● Problem requirements: After locating the line that contains "known (Shift+N, the" in the records below, write out exactly that line and each line after it through the one that contains "fn edit_form_unobscured(ctx: &Context)", and nothing else.

Stored data
//! Static registry of all shortcuts.
//!
//! Order is priority: the first entry whose trigger, phase and guard all match
//! wins. Combos that stay ambiguous until context is known (Shift+N, the
//! primary+Enter cascade, Escape) are split into consecutive entries.

use super::{Command, CommandId, Section};
use crate::context::{Context, DialogKind, PageKind};
use crate::keys::{Key, KeyPhase, Trigger};

const KEYDOWN: &[KeyPhase] = &[KeyPhase::Down];
const ALL_PHASES: &[KeyPhase] = &[KeyPhase::Down, KeyPhase::Up, KeyPhase::Press];
const DOWN_AND_PRESS: &[KeyPhase] = &[KeyPhase::Down, KeyPhase::Press];

fn always(_: &Context) -> bool {
    true
}

fn overlay_visible(ctx: &Context) -> bool {
    ctx.overlay_visible
}

fn edit_form_unobscured(ctx: &Context) -> bool {
    ctx.edit_form_open && !ctx.overlay_visible
}

fn composing_chat(ctx: &Context) -> bool {
    ctx.in_chat_field
}

fn crew_assignable(ctx: &Context) -> bool {
    ctx.dialog.is_any_visit_or_request() || ctx.edit_form_open
}

fn dialog_tabs(ctx: &Context) -> bool {
    !ctx.typing && ctx.dialog.is_visit_or_request()
}

fn notes_card_page(ctx: &Context) -> bool {
    !ctx.typing && ctx.page.has_notes_card()
}

fn job_page(ctx: &Context) -> bool {
    !ctx.typing && ctx.page == PageKind::Job
}

fn delete_confirmation(ctx: &Context) -> bool {
    ctx.dialog.kind == DialogKind::DeleteConfirm && ctx.delete_control
}

/// All shortcuts, highest priority first.
pub static COMMANDS: &[Command] = &[
    // ═══════════════════════════════════════════════════════════════════════════
    // OVERLAY AND SUPPRESSIONS
    // ═══════════════════════════════════════════════════════════════════════════
    Command {
        id: CommandId::CloseHelp,
        trigger: Trigger::Bare(Key::Escape),
        alternatives: &[],
        phases: KEYDOWN,
        applies_when: overlay_visible,
        description: "Close this shortcuts reference",
        section: Section::Global,
        show_in_help: false,
    },
    Command {
        id: CommandId::ToggleHelp,
        trigger: Trigger::Primary(Key::K),
        alternatives: &[],
        phases: KEYDOWN,
        applies_when: always,
        description: "Show this shortcuts reference",
        section: Section::Global,
        show_in_help: true,
    },
    Command {
        id: CommandId::BlockEscapeInEditForm,
        trigger: Trigger::Bare(Key::Escape),
        alternatives: &[Trigger::Shift(Key::Escape), Trigger::Alt(Key::Escape)],
        phases: ALL_PHASES,
        applies_when: edit_form_unobscured,
        description: "Keep the edit form open on Escape",
        section: Section::VisitEdit,
        show_in_help: false,
    },
    Command {
        id: CommandId::BlockChatEnter,
        trigger: Trigger::Bare(Key::Enter),
        alternatives: &[Trigger::Alt(Key::Enter)],
        phases: DOWN_AND_PRESS,
        applies_when: composing_chat,
        description: "Enter adds a line instead of sending",
        section: Section::Global,
        show_in_help: false,
    },
    // ═══════════════════════════════════════════════════════════════════════════
    // VISIT / REQUEST DIALOG
    // ═══════════════════════════════════════════════════════════════════════════
    Command {
        id: CommandId::OpenEditDialog,
        trigger: Trigger::PrimarySecondary(Key::E),
        alternatives: &[],
        phases: KEYDOWN,
        applies_when: always,
        description: "Open visit Edit dialog",
        section: Section::VisitRequest,
        show_in_help: true,
    },
    Command {
        id: CommandId::OpenTextReminder,
        trigger: Trigger::PrimarySecondary(Key::T),
        alternatives: &[],
        phases: KEYDOWN,
        applies_when: always,
        description: "Open Text Reminder dialog",
        section: Section::VisitRequest,
        show_in_help: true,
    },
    Command {
        id: CommandId::AssignCrew,
        trigger: Trigger::PrimarySecondary(Key::A),
        alternatives: &[],
        phases: KEYDOWN,
        applies_when: crew_assignable,
        description: "Assign crew",
        section: Section::VisitEdit,
        show_in_help: true,
    },
    // ═══════════════════════════════════════════════════════════════════════════
    // SIDE PANELS
    // ═══════════════════════════════════════════════════════════════════════════
    Command {
        id: CommandId::ToggleMessages,
        trigger: Trigger::PrimaryOption(Key::Backslash),
        alternatives: &[],
        phases: KEYDOWN,
        applies_when: always,
        description: "Toggle 'Messages' side panel",
        section: Section::Global,
        show_in_help: true,
    },
    Command {
        id: CommandId::ToggleActivityFeed,
        trigger: Trigger::Primary(Key::Backslash),
        alternatives: &[],
        phases: KEYDOWN,
        applies_when: always,
        description: "Toggle 'Activity Feed' side panel",
        section: Section::Global,
        show_in_help: true,
    },
    // ═══════════════════════════════════════════════════════════════════════════
    // TABS AND SECTIONS (never while typing)
    // ═══════════════════════════════════════════════════════════════════════════
    Command {
        id: CommandId::NotesTab,
        trigger: Trigger::Shift(Key::N),
        alternatives: &[],
        phases: KEYDOWN,
        applies_when: dialog_tabs,
        description: "Switch to Notes tab",
        section: Section::VisitRequest,
        show_in_help: true,
    },
    Command {
        id: CommandId::ScrollToNotes,
        trigger: Trigger::Shift(Key::N),
        alternatives: &[],
        phases: KEYDOWN,
        applies_when: notes_card_page,
        description: "Scroll to Internal Notes section",
        section: Section::JobPage,
        show_in_help: true,
    },
    Command {
        id: CommandId::InfoTab,
        trigger: Trigger::Shift(Key::I),
        alternatives: &[],
        phases: KEYDOWN,
        applies_when: dialog_tabs,
        description: "Switch to Info tab",
        section: Section::VisitRequest,
        show_in_help: true,
    },
    Command {
        id: CommandId::ScrollToVisits,
        trigger: Trigger::Shift(Key::V),
        alternatives: &[],
        phases: KEYDOWN,
        applies_when: job_page,
        description: "Scroll to Visits section",
        section: Section::JobPage,
        show_in_help: true,
    },
    // ═══════════════════════════════════════════════════════════════════════════
    // PRIMARY + ENTER CASCADE
    // ═══════════════════════════════════════════════════════════════════════════
    Command {
        id: CommandId::ConfirmDeleteNote,
        trigger: Trigger::Primary(Key::Enter),
        alternatives: &[],
        phases: KEYDOWN,
        applies_when: delete_confirmation,
        description: "Confirm note deletion",
        section: Section::Global,
        show_in_help: false,
    },
    Command {
        id: CommandId::SendChat,
        trigger: Trigger::Primary(Key::Enter),
        alternatives: &[],
        phases: KEYDOWN,
        applies_when: composing_chat,
        description: "Send chat message",
        section: Section::Global,
        show_in_help: false,
    },
    Command {
        id: CommandId::Save,
        trigger: Trigger::Primary(Key::Enter),
        alternatives: &[],
        phases: KEYDOWN,
        applies_when: always,
        description: "Click Save button in visit modals, notes, or email forms",
        section: Section::Global,
        show_in_help: true,
    },
];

● Response:
//! wins. Combos that stay ambiguous until context is known (Shift+N, the
//! primary+Enter cascade, Escape) are split into consecutive entries.

use super::{Command, CommandId, Section};
use crate::context::{Context, DialogKind, PageKind};
use crate::keys::{Key, KeyPhase, Trigger};

const KEYDOWN: &[KeyPhase] = &[KeyPhase::Down];
const ALL_PHASES: &[KeyPhase] = &[KeyPhase::Down, KeyPhase::Up, KeyPhase::Press];
const DOWN_AND_PRESS: &[KeyPhase] = &[KeyPhase::Down, KeyPhase::Press];

fn always(_: &Context) -> bool {
    true
}

fn overlay_visible(ctx: &Context) -> bool {
    ctx.overlay_visible
}

fn edit_form_unobscured(ctx: &Context) -> bool {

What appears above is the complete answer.